A seguir, estão as capas das primeiras edições da publicação de Thomaz Antonio Gonzaga. Confira-as!
Explore a Vida e Obra de Tomás Antônio Gonzaga
O autor nasceu em agosto de 1744 na cidade do Porto, Portugal. Seu pai, brasileiro, levou-o para Pernambuco, Brasil, onde ele viveu. Infelizmente, ele foi degredado para a África entre 1807 e 1809 e ali faleceu.
Gonzaga foi destacado como jurista, poeta e ativista político. Seu trabalho literário foi marcado pela influência do poeta Cláudio Manuel da Costa.
Em Ouro Preto, o poeta conheceu sua grande paixão, Maria Doroteia Joaquina de Seixas, nascida em 8 de novembro de 1767, em Vila Rica. Ela era vinte e três anos mais nova que ele. Durante sua estadia ali, trabalhou como Ouvidor Geral.
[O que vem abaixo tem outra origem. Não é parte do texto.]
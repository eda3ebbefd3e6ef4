use crate::model::assignment::OptimizationResult;
use crate::report::{format_f64_6, format_signed_6, mean};

pub fn render_report_text(result: &OptimizationResult) -> String {
    let mut out = String::new();

    out.push_str("Team Composition Report\n");
    out.push_str("=======================\n\n");
    out.push_str(&format!(
        "Candidates: {} supplied, {} used\n\n",
        result.candidates_supplied, result.candidates_used
    ));

    out.push_str("1. Recommended composition\n");
    out.push_str(&result.best.explanation);
    out.push('\n');

    out.push_str("2. Alternatives\n");
    if result.alternatives.is_empty() {
        out.push_str("No distinct alternative within the allowed score gap.\n\n");
    }
    for (i, alt) in result.alternatives.iter().enumerate() {
        out.push_str(&format!(
            "Alternative {} ({} vs best, lineup {})\n",
            i + 1,
            format_signed_6(alt.total_score - result.best.total_score),
            alt.lineup().join(" / ")
        ));
        out.push_str(&alt.explanation);
        out.push('\n');
    }

    out.push_str("3. Data quality\n");
    let suitability = result
        .role_scores
        .iter()
        .map(|s| s.value)
        .collect::<Vec<_>>();
    out.push_str(&format!(
        "Mean role suitability: {}\n",
        format_f64_6(mean(&suitability))
    ));
    if result.warnings.is_empty() {
        out.push_str("No data-quality warnings.\n");
    } else {
        for warning in &result.warnings {
            out.push_str(&format!("- {warning}\n"));
        }
    }
    out
}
Tomás foi condenado durante a Inconfidência Mineira em 1789. Como consequência, foi preso na Ilha das Cobras, no Rio de Janeiro. Ali, aguardou julgamento até o dia 20 de abril de 1792, quando a sentença de degredo foi oficializada, separando-o da amada.
Em 1792, o poeta viveu um ano de contrastes: mesmo quando a vida lhe parecia cada vez mais difícil, seus versos eram impressos pela Tipografia Nunesiana, em Lisboa. A rainha Maria I havia exilado o poeta para Moçambique, mas o seu trabalho coral e poético encontrava finalmente destino na tipografia.
Durante a sua estadia encarcerada em Fortaleza, José de Alencar redigiu importantes trechos de Marília de Dirceu.
A paixão de Tomás Antônio Gonzaga por Marília foi tão marcante na região que a cidade de São Paulo onde ela nasceu foi batizada em sua homenagem.
Antônio Cândido, um crítico literário brasileiro, foi reconhecido por sua compreensão da literatura.
"Gonzaga é dos raros poetas brasileiros, e certamente o único entre os árcades, cuja vida amorosa tem algum interesse para a compreensão da obra. Marília de Dirceu é um poema de lirismo amoroso tecido à volta duma experiência concreta – a paixão, o noivado e a separação de Dirceu (Gonzaga) e Marília (Maria Dorotéia Joaquina de Seixas)."